Por Ligia Guimarães, do Cada Uma. Siga a gente no Twitter!

Perguntaram para Trudeau (AKA primeiro ministro do Canadá): Por que você escolheu colocar 15 mulheres e 15 homens no seu governo?’ Resposta: ‘Porque é 2015!’ (Foto: Newsweek — link pra reportagem logo aí abaixo)

Desde o começo do ano, quando tirei quatro meses de licença para estudar, mergulhei como nunca no mundo das questões de gênero. Foi por causa do Cada Uma, meu projeto dedicado a contar as histórias de vida das mulheres brasileiras.

Confesso que, quando eu comecei a pensar em escrever sobre as histórias de lutas e desafios femininos do dia a dia no Brasil, eu achei que eles eram meio óbvios pra todo mundo, homens e mulheres.

Afinal, quem é que não saberia, por exemplo, que:

— O Brasil é uma sociedade machista;
— A mulher é sobrecarregada pela dupla jornada casa + trabalho (quem diz isso é o IBGE, ocá);
— Que a mulher brasileira estuda mais, mas ganha menos;
— Que a mulher tem pouca autonomia e liberdade nas decisões sobre o seu corpo;
— Que está exposta à violência (somos o quinto país em feminicídios, você sabia? A maioria é assassinada por um familiar, dentro de casa)
— As mulheres tão lidando com tudo isso praticamente sozinhas, com pouquíssimo ou nenhum apoio da sociedade e do governo.

Basta ler os jornais para saber que rola tudo isso e que, como sociedade, deveríamos priorizar umas políticas públicas para resolver tais questões. Óbvio, certo?

Errado. Quando meu projeto foi apresentado e as conversas começaram a surgir espontaneamente aqui em Nova York, logo percebi que o primeiro desafio era explicar pras pessoas onde é que estava o problema que eu via, para que então elas pudessem decidir se iam ou não se importar com ele.

“Mas Ligia, o feminismo vê as coisas por um lado muito negativo, não acha não? Mas Ligia, se todo mundo começar a pedir só coisa para mulheres, não vai ter dinheiro público pra tudo. Você não acha que se os negros pedirem coisas só para os negros, e as mulheres só para as mulheres, a sociedade vai ficar mais dividida? Mas as pessoas estão brigando mais, né?”

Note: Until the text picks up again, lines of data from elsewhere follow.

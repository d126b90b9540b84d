//! Deterministic fee and fill model.
//!
//! `simulate_fill` is a pure function of its inputs: identical orders and
//! books produce bit-identical fills. There is no RNG anywhere in this
//! module; slippage is closed-form, fees come from a per-exchange table.
//!
//! Maker/taker classification follows order type and crossing logic:
//! market orders always take, limit orders take only when they would
//! cross a supplied top-of-book and otherwise rest as maker.

use crate::core::{OrderId, OrderType, Side};
use crate::data::TopOfBook;
use rust_decimal::Decimal;
use serde::{Deserialize, Serialize};
use std::fmt;
use std::str::FromStr;
use thiserror::Error;

/// Supported venues.
#[derive(Debug, Clone, Copy, PartialEq, Eq, Hash, Serialize, Deserialize)]
#[serde(rename_all = "lowercase")]
pub enum Exchange {
    Binance,
    Kraken,
    Okx,
}

impl Exchange {
    pub const ALL: [Exchange; 3] = [Exchange::Binance, Exchange::Kraken, Exchange::Okx];

    /// VIP-0 fee schedule for the venue.
    pub fn fees(self) -> FeeSchedule {
        match self {
            // 10 / 10 bps
            Exchange::Binance => FeeSchedule {
                maker_rate: Decimal::new(1, 3),
                taker_rate: Decimal::new(1, 3),
                min_fee: Decimal::ZERO,
            },
            // 16 / 26 bps
            Exchange::Kraken => FeeSchedule {
                maker_rate: Decimal::new(16, 4),
                taker_rate: Decimal::new(26, 4),
                min_fee: Decimal::ZERO,
            },
            // 8 / 10 bps
            Exchange::Okx => FeeSchedule {
                maker_rate: Decimal::new(8, 4),
                taker_rate: Decimal::new(1, 3),
                min_fee: Decimal::ZERO,
            },
        }
    }
}

impl fmt::Display for Exchange {
    fn fmt(&self, f: &mut fmt::Formatter<'_>) -> fmt::Result {
        match self {
            Exchange::Binance => write!(f, "binance"),
            Exchange::Kraken => write!(f, "kraken"),
            Exchange::Okx => write!(f, "okx"),
        }
    }
}

impl FromStr for Exchange {
    type Err = crate::core::ConfigError;

    fn from_str(s: &str) -> Result<Self, Self::Err> {
        match s.to_ascii_lowercase().as_str() {
            "binance" => Ok(Exchange::Binance),
            "kraken" => Ok(Exchange::Kraken),
            "okx" => Ok(Exchange::Okx),
            other => Err(crate::core::ConfigError::UnknownExchange(other.to_string())),
        }
    }
}

/// Per-exchange fee rates. Rates are fractions (0.001 = 10 bps).
#[derive(Debug, Clone, Copy, PartialEq, Eq, Serialize, Deserialize)]
pub struct FeeSchedule {
    pub maker_rate: Decimal,
    pub taker_rate: Decimal,
    pub min_fee: Decimal,
}

/// An order handed to the fill model or an exchange adapter.
#[derive(Debug, Clone, PartialEq, Serialize, Deserialize)]
pub struct OrderRequest {
    pub client_id: OrderId,
    pub symbol: String,
    pub side: Side,
    pub order_type: OrderType,
    /// Limit price; `None` for market orders.
    pub price: Option<Decimal>,
    pub size: Decimal,
}

impl OrderRequest {
    pub fn market(client_id: OrderId, symbol: impl Into<String>, side: Side, size: Decimal) -> Self {
        Self {
            client_id,
            symbol: symbol.into(),
            side,
            order_type: OrderType::Market,
            price: None,
            size,
        }
    }

    pub fn limit(
        client_id: OrderId,
        symbol: impl Into<String>,
        side: Side,
        price: Decimal,
        size: Decimal,
    ) -> Self {
        Self {
            client_id,
            symbol: symbol.into(),
            side,
            order_type: OrderType::Limit,
            price: Some(price),
            size,
        }
    }
}

/// A simulated (or echoed live) fill with its full cost breakdown.
#[derive(Debug, Clone, PartialEq, Serialize, Deserialize)]
pub struct FillResult {
    pub client_id: OrderId,
    pub symbol: String,
    pub side: Side,
    pub order_type: OrderType,
    pub order_price: Decimal,
    pub fill_price: Decimal,
    pub size: Decimal,
    pub is_maker: bool,
    /// Signed, oriented so positive = adverse.
    pub slippage_bps: Decimal,
    pub slippage_cash: Decimal,
    pub fee_rate: Decimal,
    pub fee_cash: Decimal,
    pub total_cost_cash: Decimal,
    pub execution_ms: f64,
    pub timestamp: f64,
}

impl fmt::Display for FillResult {
    fn fmt(&self, f: &mut fmt::Formatter<'_>) -> fmt::Result {
        write!(
            f,
            "{} {} {} @ {} ({}, slippage={:.1}bps, fee={})",
            self.symbol,
            self.side,
            self.size,
            self.fill_price,
            if self.is_maker { "MAKER" } else { "TAKER" },
            self.slippage_bps,
            self.fee_cash,
        )
    }
}

/// Rejections from the fill model.
#[derive(Debug, Error, PartialEq, Eq)]
pub enum FillError {
    #[error("order size must be positive, got {0}")]
    NonPositiveSize(Decimal),

    #[error("limit order has no price")]
    MissingLimitPrice,

    #[error("reference price must be positive, got {0}")]
    NonPositiveReference(Decimal),
}

/// Deterministic fill simulator for one exchange.
#[derive(Debug, Clone)]
pub struct FillEngine {
    exchange: Exchange,
    schedule: FeeSchedule,
    /// Spread in bps crossed by a market order when no book is supplied.
    crossing_spread_bps: Decimal,
}

impl FillEngine {
    pub fn new(exchange: Exchange) -> Self {
        Self {
            exchange,
            schedule: exchange.fees(),
            crossing_spread_bps: Decimal::from(5),
        }
    }

    pub fn with_crossing_spread_bps(mut self, bps: Decimal) -> Self {
        self.crossing_spread_bps = bps;
        self
    }

    pub fn exchange(&self) -> Exchange {
        self.exchange
    }

    pub fn schedule(&self) -> FeeSchedule {
        self.schedule
    }

    /// Simulate an immediate full fill.
    ///
    /// `reference` is the decision-time reference price (mid or last);
    /// it doubles as the market order's order price. `timestamp` and
    /// `execution_ms` are pass-through inputs so the result is a pure
    /// function of its arguments.
    pub fn simulate_fill(
        &self,
        order: &OrderRequest,
        reference: Decimal,
        book: Option<&TopOfBook>,
        execution_ms: f64,
        timestamp: f64,
    ) -> Result<FillResult, FillError> {
        if order.size <= Decimal::ZERO {
            return Err(FillError::NonPositiveSize(order.size));
        }
        if reference <= Decimal::ZERO {
            return Err(FillError::NonPositiveReference(reference));
        }

        let (is_maker, order_price, fill_price) = self.classify(order, reference, book)?;

        // Slippage: signed deviation of fill from the order price,
        // oriented so positive is adverse for the trader.
        let slippage_bps = match order.side {
            Side::Buy => (fill_price - order_price) / order_price * Decimal::from(10_000),
            Side::Sell => (order_price - fill_price) / order_price * Decimal::from(10_000),
        };
        let slippage_cash = (fill_price - order_price).abs() * order.size;

        let fee_rate = if is_maker {
            self.schedule.maker_rate
        } else {
            self.schedule.taker_rate
        };
        let fee_cash = (fill_price * order.size * fee_rate).max(self.schedule.min_fee);

        // Buys pay slippage on top of fees; for sells adverse slippage
        // shows up as reduced proceeds.
        let total_cost_cash = match order.side {
            Side::Buy => slippage_cash + fee_cash,
            Side::Sell => -slippage_cash + fee_cash,
        };

        Ok(FillResult {
            client_id: order.client_id,
            symbol: order.symbol.clone(),
            side: order.side,
            order_type: order.order_type,
            order_price,
            fill_price,
            size: order.size,
            is_maker,
            slippage_bps,
            slippage_cash,
            fee_rate,
            fee_cash,
            total_cost_cash,
            execution_ms,
            timestamp,
        })
    }

    /// Decide maker/taker and the fill price.
    fn classify(
        &self,
        order: &OrderRequest,
        reference: Decimal,
        book: Option<&TopOfBook>,
    ) -> Result<(bool, Decimal, Decimal), FillError> {
        match order.order_type {
            OrderType::Market => {
                let fill = match (book, order.side) {
                    (Some(book), Side::Buy) => book.ask,
                    (Some(book), Side::Sell) => book.bid,
                    (None, side) => {
                        let cross = self.crossing_spread_bps / Decimal::from(10_000);
                        match side {
                            Side::Buy => reference * (Decimal::ONE + cross),
                            Side::Sell => reference * (Decimal::ONE - cross),
                        }
                    }
                };
                Ok((false, reference, fill))
            }
            OrderType::Limit => {
                let limit = order.price.ok_or(FillError::MissingLimitPrice)?;
                // A limit that crosses the book removes liquidity and
                // fills at the crossing side.
                if let Some(book) = book {
                    let crosses = match order.side {
                        Side::Buy => limit >= book.ask,
                        Side::Sell => limit <= book.bid,
                    };
                    if crosses {
                        let fill = match order.side {
                            Side::Buy => book.ask,
                            Side::Sell => book.bid,
                        };
                        return Ok((false, limit, fill));
                    }
                }
                Ok((true, limit, limit))
            }
        }
    }

    /// Cost comparison of one order across all supported venues.
    pub fn compare_exchanges(
        order: &OrderRequest,
        reference: Decimal,
        book: Option<&TopOfBook>,
    ) -> Vec<(Exchange, FillResult)> {
        Exchange::ALL
            .iter()
            .filter_map(|&exchange| {
                FillEngine::new(exchange)
                    .simulate_fill(order, reference, book, 0.0, 0.0)
                    .ok()
                    .map(|fill| (exchange, fill))
            })
            .collect()
    }
}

Não coincidentemente, na minha opinião, todas essas aspas aí vinham de um mesmo perfil: homem, branco, com curso superior e pós-graduação. Para eles, aqueles problemas da listinha ali em cima simplesmente não representam nenhuma dor que eles já tenham sentido.

(Talvez tenha doído em suas mães e irmãs, mas não são coisas sobre as quais a gente converse no dia-a-dia; tratamos apenas como o curso natural das coisas…)

Certa vez, aqui em NY, conversando sobre esses temas com um muito inteligente e renomado senhor americano, estudado, branco, de meia idade e boa-praça, a sinceridade dele foi ainda mais didática pra mim:

“Ligia, eu tento. Mas os problemas da mulher brasileira são tão distantes de mim que eu mal consigo entender. Que dirá te ajudar com ideias”.

Foi um momento de eu me sentir um E.T, na linha“Mulheres brasileiras: como vivem, o que fazem, do que se alimentam” para uma plateia que, na real, não estava muito interessada. Por quê? Porque ele simplesmente não tem a menor empatia pelas coisas que eu estou descrevendo.

Por quê? Porque ele é um crápula? Não, ele não é. Mas porque tal causa não se relaciona a nenhuma experiência que ele tenha tido na vida.

Muito mais fácil para este senhor seria, por exemplo, se identificar com um projeto que trate da inclusão social de veteranos da guerra americana. Ou com qualquer coisa que saia da boca de um outro senhor branco de meia idade. Ou até com questões sociais mais fáceis de entender, tipo sem-tetos.

Mas mulher, e ainda mais do Brasil…vida em Marte parece mais próxima.

Agora, olhe bem para a foto acima. E depois olhe pra lista de problemas das mulheres lá em cima: você acha que alguma daquelas coisas está nas prioridades destes senhores?

Não, não está.

E veja bem, eu não estou nem entrando no mérito da questão da qualidade política e técnica do novo governo, sobre as quais eu e o Brasil inteiro temos opinião de sobra. Mas, mesmo que eles fossem pessoas exclusivamente idôneas, bem-intencionadas, bacaninhas e eleitas; as prioridades deles não representariam toda a sociedade.

E se a gente encher a sala com mais mulheres, talvez o grupo todo vá passar batido por algumas demandas que são muito doloridas e cruciais para os negros, historicamente excluídos de oportunidades no Brasil. E se enchermos de negros, ainda assim, talvez a gente esqueça das causas GLBT.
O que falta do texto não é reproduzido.